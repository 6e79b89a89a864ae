use std::{
    collections::HashMap,
    sync::{Arc, Mutex as StdMutex},
};

use chrono::Utc;
use itertools::Itertools;
use tokio::sync::Mutex;

use crate::{datastore::DataStore, ArticleDraft, EditorFeedback, InterviewTranscript, Job, JobId};

#[derive(Debug)]
struct JobRecord {
    job: Job,
    transcript: Option<InterviewTranscript>,
    drafts: Vec<ArticleDraft>,
    feedback: Vec<EditorFeedback>,
}

/// In-process store scoped to the lifetime of whoever constructs it.
///
/// Each job lives behind its own async mutex; the outer map lock is only held
/// long enough to look the record up.
#[derive(Debug, Default, Clone)]
pub struct MemoryDataStore {
    jobs: Arc<StdMutex<HashMap<JobId, Arc<Mutex<JobRecord>>>>>,
}

impl MemoryDataStore {
    pub fn new() -> Self {
        Self::default()
    }

    fn record(&self, job_id: &JobId) -> anyhow::Result<Option<Arc<Mutex<JobRecord>>>> {
        let jobs = self
            .jobs
            .lock()
            .map_err(|_| anyhow::anyhow!("memory store lock poisoned"))?;
        Ok(jobs.get(job_id).cloned())
    }

    fn existing_record(&self, job_id: &JobId) -> anyhow::Result<Arc<Mutex<JobRecord>>> {
        self.record(job_id)?
            .ok_or_else(|| anyhow::anyhow!("Job {job_id} does not exist"))
    }
}

impl DataStore for MemoryDataStore {
    async fn insert_job(&self, job: &Job) -> anyhow::Result<()> {
        let mut jobs = self
            .jobs
            .lock()
            .map_err(|_| anyhow::anyhow!("memory store lock poisoned"))?;
        if jobs.contains_key(&job.id) {
            anyhow::bail!("Job {} already exists", job.id);
        }
        jobs.insert(
            job.id,
            Arc::new(Mutex::new(JobRecord {
                job: job.clone(),
                transcript: None,
                drafts: Vec::new(),
                feedback: Vec::new(),
            })),
        );
        Ok(())
    }

    async fn get_job(&self, job_id: &JobId) -> anyhow::Result<Option<Job>> {
        match self.record(job_id)? {
            Some(record) => Ok(Some(record.lock().await.job.clone())),
            None => Ok(None),
        }
    }

    async fn update_job(&self, job: &Job) -> anyhow::Result<()> {
        let record = self.existing_record(&job.id)?;
        let mut record = record.lock().await;
        record.job = Job {
            updated_at: Utc::now(),
            created_at: record.job.created_at,
            ..job.clone()
        };
        Ok(())
    }

    async fn save_transcript(
        &self,
        job_id: &JobId,
        transcript: &InterviewTranscript,
    ) -> anyhow::Result<()> {
        let record = self.existing_record(job_id)?;
        let mut record = record.lock().await;
        if record.transcript.is_some() {
            anyhow::bail!("Transcript for job {job_id} is already stored");
        }
        record.transcript = Some(transcript.clone());
        Ok(())
    }

    async fn get_transcript(&self, job_id: &JobId) -> anyhow::Result<Option<InterviewTranscript>> {
        match self.record(job_id)? {
            Some(record) => Ok(record.lock().await.transcript.clone()),
            None => Ok(None),
        }
    }

    async fn append_draft(&self, job_id: &JobId, draft: &ArticleDraft) -> anyhow::Result<()> {
        let record = self.existing_record(job_id)?;
        let mut record = record.lock().await;
        if record.drafts.iter().any(|d| d.version == draft.version) {
            anyhow::bail!(
                "Draft version {} for job {job_id} is already stored",
                draft.version
            );
        }
        record.drafts.push(draft.clone());
        Ok(())
    }

    async fn append_feedback(
        &self,
        job_id: &JobId,
        feedback: &EditorFeedback,
    ) -> anyhow::Result<()> {
        let record = self.existing_record(job_id)?;
        let mut record = record.lock().await;
        if record
            .feedback
            .iter()
            .any(|f| f.draft_version == feedback.draft_version)
        {
            anyhow::bail!(
                "Feedback for draft version {} of job {job_id} is already stored",
                feedback.draft_version
            );
        }
        record.feedback.push(feedback.clone());
        Ok(())
    }

    async fn latest_draft(&self, job_id: &JobId) -> anyhow::Result<Option<ArticleDraft>> {
        match self.record(job_id)? {
            Some(record) => Ok(record
                .lock()
                .await
                .drafts
                .iter()
                .max_by_key(|d| d.version)
                .cloned()),
            None => Ok(None),
        }
    }

    async fn list_drafts(&self, job_id: &JobId) -> anyhow::Result<Vec<ArticleDraft>> {
        match self.record(job_id)? {
            Some(record) => Ok(record
                .lock()
                .await
                .drafts
                .iter()
                .sorted_by_key(|d| d.version)
                .cloned()
                .collect()),
            None => Ok(Vec::new()),
        }
    }

    async fn list_feedback(&self, job_id: &JobId) -> anyhow::Result<Vec<EditorFeedback>> {
        match self.record(job_id)? {
            Some(record) => Ok(record
                .lock()
                .await
                .feedback
                .iter()
                .sorted_by_key(|f| f.draft_version)
                .cloned()
                .collect()),
            None => Ok(Vec::new()),
        }
    }
}
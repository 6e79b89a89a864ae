use std::sync::Arc;

use article_datastore::DataStore;

use crate::{
    config::{EngineConfig, RetryPolicy},
    llm::gateway::AgentGateway,
    jobs::JobManager,
};

pub struct JobManagerBuilder<D = (), G = ()> {
    store: D,
    gateway: G,
    config: EngineConfig,
}

impl JobManagerBuilder {
    pub fn new() -> Self {
        Self {
            store: (),
            gateway: (),
            config: EngineConfig::default(),
        }
    }
}

impl Default for JobManagerBuilder {
    fn default() -> Self {
        Self::new()
    }
}

impl<D, G> JobManagerBuilder<D, G> {
    pub fn store<D2: DataStore + Send + Sync + 'static>(self, store: D2) -> JobManagerBuilder<D2, G> {
        JobManagerBuilder {
            store,
            gateway: self.gateway,
            config: self.config,
        }
    }

    pub fn gateway<G2: AgentGateway + Send + Sync + 'static>(
        self,
        gateway: G2,
    ) -> JobManagerBuilder<D, G2> {
        JobManagerBuilder {
            store: self.store,
            gateway,
            config: self.config,
        }
    }

    pub fn max_iterations(mut self, max_iterations: u32) -> Self {
        self.config.max_iterations = max_iterations;
        self
    }

    pub fn retry_policy(mut self, retry: RetryPolicy) -> Self {
        self.config.retry = retry;
        self
    }

    pub fn config(mut self, config: EngineConfig) -> Self {
        self.config = config;
        self
    }
}

impl<D, G> JobManagerBuilder<D, G>
where
    D: DataStore + Send + Sync + 'static,
    G: AgentGateway + Send + Sync + 'static,
{
    pub fn build(self) -> JobManager<D, G> {
        JobManager::new(Arc::new(self.store), Arc::new(self.gateway), self.config)
    }
}
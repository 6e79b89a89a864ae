use std::time::Duration;

use article_datastore::{JobId, JobStatus};

/// Failure of a call into the language-model or speech provider.
///
/// Every variant is retried by [`crate::retry::with_retry`] before it is
/// allowed to surface as a terminal job or session state.
#[derive(Debug, Clone, thiserror::Error)]
pub enum GatewayError {
    #[error("Provider error: {0}")]
    Provider(String),
    #[error("Provider call timed out after {0:?}")]
    Timeout(Duration),
    #[error("Schema validation error: {0}")]
    SchemaValidation(String),
}

#[derive(Debug, thiserror::Error)]
pub enum JobError {
    #[error("Job {0} not found")]
    NotFound(JobId),
    #[error("Job {job_id} is not ready (status: {status})")]
    NotReady { job_id: JobId, status: JobStatus },
    #[error("Job {0} has already been started")]
    AlreadyStarted(JobId),
    #[error("Job {job_id} was given an invalid transcript: {reason}")]
    InvalidTranscript { job_id: JobId, reason: String },
    #[error("Invalid status transition for job {job_id}: {from} -> {to}")]
    InvalidTransition {
        job_id: JobId,
        from: JobStatus,
        to: JobStatus,
    },
    #[error("Store error: {0:#}")]
    Store(#[from] anyhow::Error),
}

/// The live session no longer accepts frames.
#[derive(Debug, Clone, Copy, PartialEq, Eq, thiserror::Error)]
#[error("Session is closed")]
pub struct SessionClosed;
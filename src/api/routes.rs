//! API Routes
//!
//! Configures the Axum router with all shop endpoints.

use axum::{
    routing::{get, post, put},
    Router,
};
use tower_http::{
    cors::{Any, CorsLayer},
    trace::TraceLayer,
};

use super::handlers::{
    get_shop_handler, health_handler, stats_handler, update_shop_handler, warm_shop_handler,
    AppState,
};

/// Creates the main router with all endpoints configured.
///
/// # Endpoints
/// - `GET /shop/:id` - Read a shop through the configured strategy
/// - `PUT /shop` - Update a shop and invalidate its cache entry
/// - `POST /shop/:id/warm` - Preload a shop into the cache
/// - `GET /stats` - Engine counters
/// - `GET /health` - Health check endpoint
///
/// # Middleware
/// - CORS: Allows any origin
/// - Tracing: Logs all requests
pub fn create_router(state: AppState) -> Router {
    let cors = CorsLayer::new()
        .allow_origin(Any)
        .allow_methods(Any)
        .allow_headers(Any);

    Router::new()
        .route("/shop", put(update_shop_handler))
        .route("/shop/:id", get(get_shop_handler))
        .route("/shop/:id/warm", post(warm_shop_handler))
        .route("/stats", get(stats_handler))
        .route("/health", get(health_handler))
        .layer(cors)
        .layer(TraceLayer::new_for_http())
        .with_state(state)
}
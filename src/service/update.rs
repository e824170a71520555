//! Write-invalidation path: update the primary store, then delete the cache key.

use tracing::{debug, warn};

use super::{ReadStrategy, ShopService};
use crate::error::Result;
use crate::keys;
use crate::models::ShopUpdate;

impl ShopService {
    /// Writes `update` to the primary store and invalidates the cached copy.
    ///
    /// The store write is all-or-nothing and happens first; if it fails the
    /// cache is left untouched. The delete is best effort: a failure is
    /// logged and the stale entry lives until its TTL. No new entry is
    /// written here; the next read repopulates. Under `logical_expire`,
    /// which never repopulates on a miss, a background re-warm is queued.
    pub async fn update(&self, update: ShopUpdate) -> Result<()> {
        let id = update.require_id()?;

        let matched = self.repo.update_by_id(id, &update).await?;
        if !matched {
            debug!(shop_id = id, "update matched no shop");
        }

        let key = keys::shop_key(id);
        match self.cache.delete(&key).await {
            Ok(_) => self.stats.record_invalidation(),
            Err(e) => warn!(shop_id = id, error = %e, "cache invalidation failed"),
        }

        if matched && self.settings.strategy == ReadStrategy::LogicalExpire {
            self.schedule_rewarm(id).await;
        }
        Ok(())
    }

    async fn schedule_rewarm(&self, id: u64) {
        match self.lock.try_acquire(id).await {
            Ok(Some(guard)) => {
                self.scheduler.submit(guard).await;
            }
            Ok(None) => debug!(shop_id = id, "rebuild already in flight"),
            Err(e) => warn!(shop_id = id, error = %e, "could not schedule re-warm"),
        }
    }
}
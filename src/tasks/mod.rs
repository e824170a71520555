//! Background Tasks Module
//!
//! # Tasks
//! - Rebuild scheduler: worker pool refreshing logically expired entries
//! - TTL Cleanup: sweeps expired keys out of the in-memory cache

mod cleanup;
mod rebuild;

pub use cleanup::spawn_cleanup_task;
pub use rebuild::{CacheRebuilder, RebuildScheduler};
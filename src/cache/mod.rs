//! Cache Module
//!
//! The key-value cache the engine sits on, seen through [`KvCache`]. Two
//! backends implement it: [`MemoryCache`] (in-process, also the test fake)
//! and, with the `redis` feature, `RedisCache`.

mod entry;
mod memory;
#[cfg(feature = "redis")]
mod redis_impl;
mod store;

#[cfg(test)]
mod property_tests;

use std::time::Duration;

use async_trait::async_trait;

use crate::error::Result;

// Re-export public types
pub use entry::CacheEntry;
pub use memory::MemoryCache;
#[cfg(feature = "redis")]
pub use redis_impl::RedisCache;
pub use store::CacheStore;

/// String key-value cache shared by every engine component.
///
/// Implementations are shared as `Arc<dyn KvCache>` and may be called from
/// many tasks at once. `set_if_absent` must be atomic: it is the only thing
/// the rebuild lock relies on.
#[async_trait]
pub trait KvCache: Send + Sync + 'static {
    /// Backend name, for logs and `/stats`.
    fn backend_name(&self) -> &'static str;

    /// Returns the value at `key`, or None when absent or expired.
    async fn get(&self, key: &str) -> Result<Option<String>>;

    /// Stores `value`, with a TTL or permanently.
    async fn set(&self, key: &str, value: &str, ttl: Option<Duration>) -> Result<()>;

    /// Stores `value` with `ttl` only if `key` is absent.
    ///
    /// Returns:
    /// - `Ok(true)` if this call stored the value
    /// - `Ok(false)` if the key already existed
    async fn set_if_absent(&self, key: &str, value: &str, ttl: Duration) -> Result<bool>;

    /// Removes `key`. Returns whether it existed.
    async fn delete(&self, key: &str) -> Result<bool>;

    /// Removes `key` only if it currently holds `expected`, atomically.
    async fn delete_if_equals(&self, key: &str, expected: &str) -> Result<bool>;

    /// Resets the TTL of an existing key. Returns false if the key is absent.
    async fn expire(&self, key: &str, ttl: Duration) -> Result<bool>;
}
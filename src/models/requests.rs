//! Request DTOs for the shop API
//!
//! Defines the structure of incoming HTTP request bodies.

use chrono::Utc;
use serde::Deserialize;

use crate::error::{AppError, Result};
use crate::models::Shop;

/// Request body for PUT /shop.
///
/// Only the fields present are written; `id` selects the row and is mandatory.
#[derive(Debug, Clone, Default, Deserialize)]
#[serde(rename_all = "camelCase")]
pub struct ShopUpdate {
    #[serde(default)]
    pub id: Option<u64>,
    #[serde(default)]
    pub name: Option<String>,
    #[serde(default)]
    pub type_id: Option<u64>,
    #[serde(default)]
    pub images: Option<String>,
    #[serde(default)]
    pub area: Option<String>,
    #[serde(default)]
    pub address: Option<String>,
    #[serde(default)]
    pub x: Option<f64>,
    #[serde(default)]
    pub y: Option<f64>,
    #[serde(default)]
    pub avg_price: Option<u64>,
    #[serde(default)]
    pub sold: Option<u32>,
    #[serde(default)]
    pub comments: Option<u32>,
    #[serde(default)]
    pub score: Option<u32>,
    #[serde(default)]
    pub open_hours: Option<String>,
}

impl ShopUpdate {
    /// Returns the target id, or a validation error when it is missing.
    pub fn require_id(&self) -> Result<u64> {
        self.id
            .ok_or_else(|| AppError::Validation("shop id must not be empty".to_string()))
    }

    /// Writes every present field onto `shop` and stamps the update time.
    pub fn apply_to(&self, shop: &mut Shop) {
        if let Some(name) = &self.name {
            shop.name = name.clone();
        }
        if let Some(type_id) = self.type_id {
            shop.type_id = type_id;
        }
        if let Some(images) = &self.images {
            shop.images = images.clone();
        }
        if let Some(area) = &self.area {
            shop.area = Some(area.clone());
        }
        if let Some(address) = &self.address {
            shop.address = address.clone();
        }
        if let Some(x) = self.x {
            shop.x = x;
        }
        if let Some(y) = self.y {
            shop.y = y;
        }
        if let Some(avg_price) = self.avg_price {
            shop.avg_price = Some(avg_price);
        }
        if let Some(sold) = self.sold {
            shop.sold = sold;
        }
        if let Some(comments) = self.comments {
            shop.comments = comments;
        }
        if let Some(score) = self.score {
            shop.score = score;
        }
        if let Some(open_hours) = &self.open_hours {
            shop.open_hours = Some(open_hours.clone());
        }
        shop.update_time = Utc::now();
    }
}

/// Query parameters for POST /shop/:id/warm
#[derive(Debug, Clone, Default, Deserialize)]
pub struct WarmParams {
    /// TTL override in seconds: logical under `logical_expire`, physical otherwise
    #[serde(default)]
    pub expire_seconds: Option<u64>,
}
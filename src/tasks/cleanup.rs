//! TTL Cleanup Task
//!
//! Reads already ignore expired keys; this sweep reclaims the memory of keys
//! nobody reads again (null markers for one-off ids, abandoned locks).

use std::time::Duration;

use tokio::task::JoinHandle;
use tracing::{debug, info};

use crate::cache::MemoryCache;

/// Spawns a task that sweeps expired entries out of `cache` every
/// `cleanup_interval_secs` seconds.
///
/// # Returns
/// A JoinHandle for the spawned task, which can be used to abort the task
/// during graceful shutdown.
pub fn spawn_cleanup_task(cache: MemoryCache, cleanup_interval_secs: u64) -> JoinHandle<()> {
    let interval = Duration::from_secs(cleanup_interval_secs.max(1));

    tokio::spawn(async move {
        info!(
            "Starting TTL cleanup task with interval of {} seconds",
            interval.as_secs()
        );

        loop {
            tokio::time::sleep(interval).await;

            let removed = cache.cleanup_expired().await;

            if removed > 0 {
                info!("TTL cleanup: removed {} expired entries", removed);
            } else {
                debug!("TTL cleanup: no expired entries found");
            }
        }
    })
}
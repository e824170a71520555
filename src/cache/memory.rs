//! In-process [`KvCache`] backed by a shared [`CacheStore`].

use std::sync::Arc;
use std::time::Duration;

use async_trait::async_trait;
use tokio::sync::RwLock;

use crate::cache::{CacheStore, KvCache};
use crate::error::Result;

/// Cloneable handle to an in-memory cache.
///
/// Every operation takes the write lock, which makes `set_if_absent` and
/// `delete_if_equals` atomic across tasks.
#[derive(Debug, Clone, Default)]
pub struct MemoryCache {
    store: Arc<RwLock<CacheStore>>,
}

impl MemoryCache {
    pub fn new() -> Self {
        Self::default()
    }

    /// Removes expired entries. Returns how many were dropped.
    pub async fn cleanup_expired(&self) -> usize {
        self.store.write().await.cleanup_expired()
    }

    /// Number of stored entries, including expired ones not yet swept.
    pub async fn len(&self) -> usize {
        self.store.read().await.len()
    }

    pub async fn is_empty(&self) -> bool {
        self.store.read().await.is_empty()
    }
}

#[async_trait]
impl KvCache for MemoryCache {
    fn backend_name(&self) -> &'static str {
        "memory"
    }

    async fn get(&self, key: &str) -> Result<Option<String>> {
        // Write lock: reads drop expired entries
        Ok(self.store.write().await.get(key))
    }

    async fn set(&self, key: &str, value: &str, ttl: Option<Duration>) -> Result<()> {
        self.store.write().await.set(key, value, ttl);
        Ok(())
    }

    async fn set_if_absent(&self, key: &str, value: &str, ttl: Duration) -> Result<bool> {
        Ok(self.store.write().await.set_if_absent(key, value, ttl))
    }

    async fn delete(&self, key: &str) -> Result<bool> {
        Ok(self.store.write().await.delete(key))
    }

    async fn delete_if_equals(&self, key: &str, expected: &str) -> Result<bool> {
        Ok(self.store.write().await.delete_if_equals(key, expected))
    }

    async fn expire(&self, key: &str, ttl: Duration) -> Result<bool> {
        Ok(self.store.write().await.expire(key, ttl))
    }
}
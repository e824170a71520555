//! Shop Cache - cache-consistency engine for a shop catalogue
//!
//! Reads go through a key-value cache in front of a primary store using one
//! of three strategies (null-caching pass-through, mutex rebuild, logical
//! expiration); writes update the store and invalidate the cache.

pub mod api;
pub mod cache;
pub mod codec;
pub mod config;
pub mod error;
pub mod keys;
pub mod lock;
pub mod models;
pub mod service;
pub mod store;
pub mod tasks;

pub use api::{create_router, AppState};
pub use cache::{KvCache, MemoryCache};
pub use config::Config;
pub use error::{AppError, Result};
pub use lock::{DistributedLock, LockGuard};
pub use service::{CacheSettings, ReadStrategy, ShopService};
pub use store::{MemoryShopRepository, ShopRepository};
pub use tasks::spawn_cleanup_task;
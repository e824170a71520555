//! Primary Store Module
//!
//! The durable source of truth for shops, seen through [`ShopRepository`].

mod memory;

use async_trait::async_trait;

use crate::error::Result;
use crate::models::{Shop, ShopUpdate};

pub use memory::MemoryShopRepository;

/// Keyed access to the primary shop store.
#[async_trait]
pub trait ShopRepository: Send + Sync + 'static {
    /// Loads a shop. `Ok(None)` means confirmed absent.
    async fn get_by_id(&self, id: u64) -> Result<Option<Shop>>;

    /// Applies the present fields of `update` to shop `id` as one unit:
    /// either every field is written or none is.
    ///
    /// Returns whether a shop with that id existed.
    async fn update_by_id(&self, id: u64, update: &ShopUpdate) -> Result<bool>;

    /// Every shop id, used to preload the cache.
    async fn list_ids(&self) -> Result<Vec<u64>>;
}
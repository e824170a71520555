//! Cache key layout.
//!
//! Data entries and rebuild locks live in disjoint namespaces so lock
//! traffic can never overwrite a cached shop.

/// Prefix of cached shop entries.
pub const CACHE_SHOP_KEY: &str = "cache:shop:";

/// Prefix of per-shop rebuild locks.
pub const LOCK_SHOP_KEY: &str = "lock:shop:";

/// Sentinel stored at a shop key when the primary store has no such shop.
pub const NULL_MARKER: &str = "";

/// Cache key for a shop entry.
pub fn shop_key(id: u64) -> String {
    format!("{CACHE_SHOP_KEY}{id}")
}

/// Cache key for a shop's rebuild lock.
pub fn lock_key(id: u64) -> String {
    format!("{LOCK_SHOP_KEY}{id}")
}
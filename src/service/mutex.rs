//! Mutex-guarded rebuild.
//!
//! On a miss only the holder of the shop's rebuild lock queries the store.
//! Everyone else sleeps briefly and starts over from the cache lookup, for at
//! least as long as the lock TTL so a dead holder's lock is always outlived.

use tracing::debug;

use super::{Lookup, ShopService};
use crate::error::{AppError, Result};
use crate::keys;
use crate::models::Shop;

impl ShopService {
    /// Single-flight read: at most one concurrent store query per shop.
    pub async fn query_with_mutex(&self, id: u64) -> Result<Option<Shop>> {
        let key = keys::shop_key(id);
        let budget = self.settings.lock_wait_budget();
        let mut waits: u32 = 0;

        loop {
            // Hit/miss is counted once per read, not once per retry
            let found = if waits == 0 {
                self.lookup(id, &key).await?
            } else {
                self.peek(id, &key).await?
            };
            match found {
                Lookup::Hit(shop) => return Ok(Some(shop)),
                Lookup::Null => return Ok(None),
                Lookup::Miss => {}
            }

            if let Some(guard) = self.lock.try_acquire(id).await? {
                let result = self.rebuild_locked(id, &key).await;
                guard.release_quietly().await;
                return result;
            }

            self.stats.record_lock_contention();
            if waits >= budget {
                return Err(AppError::LockContended { attempts: waits + 1 });
            }
            waits += 1;
            debug!(shop_id = id, attempt = waits, "rebuild lock busy, retrying");
            tokio::time::sleep(self.settings.retry_delay).await;
        }
    }

    /// Runs under the lock. Re-checks the cache first: a previous holder may
    /// have filled it between our miss and our acquisition.
    async fn rebuild_locked(&self, id: u64, key: &str) -> Result<Option<Shop>> {
        match self.peek(id, key).await? {
            Lookup::Hit(shop) => {
                debug!(shop_id = id, "rebuilt by another holder");
                Ok(Some(shop))
            }
            Lookup::Null => Ok(None),
            Lookup::Miss => self.load_and_populate(id, key).await,
        }
    }
}
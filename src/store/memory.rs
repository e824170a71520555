//! In-memory primary store.
//!
//! Seeds from a JSON array of shops. Carries a query counter plus injectable
//! latency and failure so the engine's consistency guarantees can be
//! observed in tests.

use std::collections::HashMap;
use std::path::Path;
use std::sync::atomic::{AtomicBool, AtomicU64, Ordering};
use std::sync::Arc;
use std::time::Duration;

use async_trait::async_trait;
use tokio::sync::RwLock;
use tracing::info;

use crate::error::{AppError, Result};
use crate::models::{Shop, ShopUpdate};
use crate::store::ShopRepository;

/// Cloneable in-memory [`ShopRepository`].
#[derive(Debug, Clone, Default)]
pub struct MemoryShopRepository {
    shops: Arc<RwLock<HashMap<u64, Shop>>>,
    queries: Arc<AtomicU64>,
    latency_ms: Arc<AtomicU64>,
    failing: Arc<AtomicBool>,
}

impl MemoryShopRepository {
    pub fn new() -> Self {
        Self::default()
    }

    /// Creates a repository holding `shops`.
    pub fn with_shops(shops: impl IntoIterator<Item = Shop>) -> Self {
        let map = shops.into_iter().map(|shop| (shop.id, shop)).collect();
        Self {
            shops: Arc::new(RwLock::new(map)),
            ..Self::default()
        }
    }

    /// Loads shops from a JSON array file.
    pub async fn from_json_file(path: impl AsRef<Path>) -> Result<Self> {
        let path = path.as_ref();
        let raw = tokio::fs::read_to_string(path)
            .await
            .map_err(|e| AppError::Store(format!("read {}: {e}", path.display())))?;
        let shops: Vec<Shop> = serde_json::from_str(&raw)
            .map_err(|e| AppError::Store(format!("parse {}: {e}", path.display())))?;
        info!(count = shops.len(), path = %path.display(), "Loaded shop seed data");
        Ok(Self::with_shops(shops))
    }

    /// Inserts or replaces a shop.
    pub async fn insert(&self, shop: Shop) {
        self.shops.write().await.insert(shop.id, shop);
    }

    /// Removes a shop.
    pub async fn remove(&self, id: u64) -> Option<Shop> {
        self.shops.write().await.remove(&id)
    }

    /// Number of `get_by_id` calls served so far.
    pub fn query_count(&self) -> u64 {
        self.queries.load(Ordering::SeqCst)
    }

    /// Delay added to every `get_by_id`.
    pub fn set_latency(&self, latency: Duration) {
        self.latency_ms
            .store(latency.as_millis() as u64, Ordering::SeqCst);
    }

    /// Makes every call fail with a store error while set.
    pub fn set_failing(&self, failing: bool) {
        self.failing.store(failing, Ordering::SeqCst);
    }

    fn check_available(&self) -> Result<()> {
        if self.failing.load(Ordering::SeqCst) {
            return Err(AppError::Store("primary store unavailable".to_string()));
        }
        Ok(())
    }
}

#[async_trait]
impl ShopRepository for MemoryShopRepository {
    async fn get_by_id(&self, id: u64) -> Result<Option<Shop>> {
        self.queries.fetch_add(1, Ordering::SeqCst);

        let latency = self.latency_ms.load(Ordering::SeqCst);
        if latency > 0 {
            tokio::time::sleep(Duration::from_millis(latency)).await;
        }

        self.check_available()?;
        Ok(self.shops.read().await.get(&id).cloned())
    }

    async fn update_by_id(&self, id: u64, update: &ShopUpdate) -> Result<bool> {
        self.check_available()?;

        // The write guard makes the patch all-or-nothing for readers
        let mut shops = self.shops.write().await;
        match shops.get_mut(&id) {
            Some(shop) => {
                update.apply_to(shop);
                Ok(true)
            }
            None => Ok(false),
        }
    }

    async fn list_ids(&self) -> Result<Vec<u64>> {
        self.check_available()?;
        let mut ids: Vec<u64> = self.shops.read().await.keys().copied().collect();
        ids.sort_unstable();
        Ok(ids)
    }
}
————————
◆ **Brief**
Scan the entries above for the word "EngineConfig", then copy every line in which it occurs.

◆ **Exercise output**
    config::{EngineConfig, RetryPolicy},
    config: EngineConfig,
            config: EngineConfig::default(),
    pub fn config(mut self, config: EngineConfig) -> Self {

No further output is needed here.